• **PROBLEM TO WORK ON**: Needed from the data below: all lines that contain the word "SecurityError".

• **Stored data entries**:
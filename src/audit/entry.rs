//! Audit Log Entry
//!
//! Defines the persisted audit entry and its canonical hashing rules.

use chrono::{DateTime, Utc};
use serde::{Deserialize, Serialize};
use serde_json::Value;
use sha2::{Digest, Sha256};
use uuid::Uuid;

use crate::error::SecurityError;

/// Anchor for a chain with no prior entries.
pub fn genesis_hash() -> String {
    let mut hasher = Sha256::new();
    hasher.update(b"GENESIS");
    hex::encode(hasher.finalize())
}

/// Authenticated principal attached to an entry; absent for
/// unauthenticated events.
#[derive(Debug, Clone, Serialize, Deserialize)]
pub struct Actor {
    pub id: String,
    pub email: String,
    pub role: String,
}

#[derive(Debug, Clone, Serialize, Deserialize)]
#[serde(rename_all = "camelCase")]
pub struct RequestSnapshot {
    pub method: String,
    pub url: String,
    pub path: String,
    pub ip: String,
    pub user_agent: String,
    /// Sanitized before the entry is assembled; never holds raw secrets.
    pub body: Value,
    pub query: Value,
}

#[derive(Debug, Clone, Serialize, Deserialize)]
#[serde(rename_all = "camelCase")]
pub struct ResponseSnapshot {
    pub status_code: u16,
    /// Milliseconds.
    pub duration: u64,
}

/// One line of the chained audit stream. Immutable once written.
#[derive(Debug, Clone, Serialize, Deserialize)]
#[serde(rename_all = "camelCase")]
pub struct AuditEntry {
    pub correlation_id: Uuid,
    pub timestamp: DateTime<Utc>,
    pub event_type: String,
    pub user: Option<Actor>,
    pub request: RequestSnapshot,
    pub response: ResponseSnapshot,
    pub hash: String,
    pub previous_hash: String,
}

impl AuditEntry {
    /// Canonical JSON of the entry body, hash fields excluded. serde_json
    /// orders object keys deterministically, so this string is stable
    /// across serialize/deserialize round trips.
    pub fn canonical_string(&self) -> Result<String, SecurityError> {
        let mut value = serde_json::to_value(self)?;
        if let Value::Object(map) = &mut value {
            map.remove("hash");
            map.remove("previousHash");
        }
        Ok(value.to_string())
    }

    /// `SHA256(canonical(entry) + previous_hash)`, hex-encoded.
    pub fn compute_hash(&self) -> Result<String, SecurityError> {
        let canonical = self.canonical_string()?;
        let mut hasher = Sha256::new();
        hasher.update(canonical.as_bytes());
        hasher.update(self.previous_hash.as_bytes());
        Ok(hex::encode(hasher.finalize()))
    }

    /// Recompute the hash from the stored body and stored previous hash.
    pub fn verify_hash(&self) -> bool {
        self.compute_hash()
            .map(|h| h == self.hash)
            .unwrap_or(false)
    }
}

* * *

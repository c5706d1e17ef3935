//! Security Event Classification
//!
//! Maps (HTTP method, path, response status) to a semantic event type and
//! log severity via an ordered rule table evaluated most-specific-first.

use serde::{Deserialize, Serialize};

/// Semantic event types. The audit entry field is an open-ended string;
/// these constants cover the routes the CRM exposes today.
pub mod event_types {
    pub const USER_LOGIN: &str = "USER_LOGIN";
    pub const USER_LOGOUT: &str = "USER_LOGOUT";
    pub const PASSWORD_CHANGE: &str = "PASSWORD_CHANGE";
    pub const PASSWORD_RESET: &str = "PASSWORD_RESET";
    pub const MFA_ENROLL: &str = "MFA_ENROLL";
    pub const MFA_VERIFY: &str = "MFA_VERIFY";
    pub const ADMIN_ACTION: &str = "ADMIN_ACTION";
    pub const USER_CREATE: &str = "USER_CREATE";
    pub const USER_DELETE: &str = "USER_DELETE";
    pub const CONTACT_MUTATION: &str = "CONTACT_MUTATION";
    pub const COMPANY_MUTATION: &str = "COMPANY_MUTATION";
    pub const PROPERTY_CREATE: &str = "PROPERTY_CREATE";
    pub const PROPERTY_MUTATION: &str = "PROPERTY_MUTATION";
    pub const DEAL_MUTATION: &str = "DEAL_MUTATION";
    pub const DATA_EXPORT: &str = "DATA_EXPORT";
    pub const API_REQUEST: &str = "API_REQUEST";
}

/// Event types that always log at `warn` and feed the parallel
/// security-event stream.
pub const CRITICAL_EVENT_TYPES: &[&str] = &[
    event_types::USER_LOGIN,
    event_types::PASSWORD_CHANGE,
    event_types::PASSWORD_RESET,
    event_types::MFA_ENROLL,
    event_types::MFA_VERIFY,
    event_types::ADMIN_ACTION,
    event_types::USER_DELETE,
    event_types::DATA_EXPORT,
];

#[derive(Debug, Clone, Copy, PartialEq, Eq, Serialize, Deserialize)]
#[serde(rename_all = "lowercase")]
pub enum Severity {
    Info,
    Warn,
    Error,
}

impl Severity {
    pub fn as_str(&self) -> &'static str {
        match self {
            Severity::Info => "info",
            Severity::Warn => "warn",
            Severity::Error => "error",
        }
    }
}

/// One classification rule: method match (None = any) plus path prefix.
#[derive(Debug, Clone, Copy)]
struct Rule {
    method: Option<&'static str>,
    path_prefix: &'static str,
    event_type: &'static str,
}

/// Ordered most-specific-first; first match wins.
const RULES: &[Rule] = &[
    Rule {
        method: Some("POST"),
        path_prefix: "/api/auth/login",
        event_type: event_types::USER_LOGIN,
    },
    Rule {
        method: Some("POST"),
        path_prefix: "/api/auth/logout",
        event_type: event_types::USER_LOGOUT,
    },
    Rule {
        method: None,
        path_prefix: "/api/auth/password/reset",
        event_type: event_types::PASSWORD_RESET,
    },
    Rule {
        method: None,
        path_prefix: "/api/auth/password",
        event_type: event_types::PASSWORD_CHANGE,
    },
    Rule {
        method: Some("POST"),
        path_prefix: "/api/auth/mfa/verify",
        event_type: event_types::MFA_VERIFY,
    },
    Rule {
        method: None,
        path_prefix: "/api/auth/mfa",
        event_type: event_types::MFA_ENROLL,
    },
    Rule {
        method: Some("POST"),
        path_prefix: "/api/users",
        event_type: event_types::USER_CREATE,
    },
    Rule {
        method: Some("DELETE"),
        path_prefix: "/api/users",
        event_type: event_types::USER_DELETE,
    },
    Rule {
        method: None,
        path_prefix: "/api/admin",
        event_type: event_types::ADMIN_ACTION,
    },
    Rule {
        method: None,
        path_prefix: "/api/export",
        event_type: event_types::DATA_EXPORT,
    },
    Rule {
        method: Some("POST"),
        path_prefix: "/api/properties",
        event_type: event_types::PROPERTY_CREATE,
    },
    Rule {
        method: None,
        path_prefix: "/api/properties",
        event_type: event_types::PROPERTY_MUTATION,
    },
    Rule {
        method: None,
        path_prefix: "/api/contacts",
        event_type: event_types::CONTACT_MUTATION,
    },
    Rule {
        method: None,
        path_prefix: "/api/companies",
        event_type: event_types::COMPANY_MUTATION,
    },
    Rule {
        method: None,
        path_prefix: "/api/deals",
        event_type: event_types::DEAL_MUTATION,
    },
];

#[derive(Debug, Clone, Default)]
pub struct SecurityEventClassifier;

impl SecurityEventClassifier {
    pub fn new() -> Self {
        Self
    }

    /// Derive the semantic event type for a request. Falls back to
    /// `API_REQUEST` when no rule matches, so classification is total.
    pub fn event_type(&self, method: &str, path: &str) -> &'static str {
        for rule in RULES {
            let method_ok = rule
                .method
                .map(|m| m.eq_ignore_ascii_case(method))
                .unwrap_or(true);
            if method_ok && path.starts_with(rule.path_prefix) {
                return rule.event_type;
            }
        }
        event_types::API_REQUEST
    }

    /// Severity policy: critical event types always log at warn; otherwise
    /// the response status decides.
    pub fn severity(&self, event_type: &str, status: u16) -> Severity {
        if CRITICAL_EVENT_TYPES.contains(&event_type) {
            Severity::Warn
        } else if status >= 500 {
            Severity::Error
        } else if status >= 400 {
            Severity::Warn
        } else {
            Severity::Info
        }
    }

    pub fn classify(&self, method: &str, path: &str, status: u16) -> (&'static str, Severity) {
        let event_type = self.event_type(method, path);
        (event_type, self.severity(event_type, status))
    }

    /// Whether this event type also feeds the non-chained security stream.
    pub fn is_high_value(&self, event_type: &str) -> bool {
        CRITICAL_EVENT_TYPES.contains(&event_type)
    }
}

• **EXERCISE RESULT**:
use crate::error::SecurityError;
    pub fn canonical_string(&self) -> Result<String, SecurityError> {
    pub fn compute_hash(&self) -> Result<String, SecurityError> {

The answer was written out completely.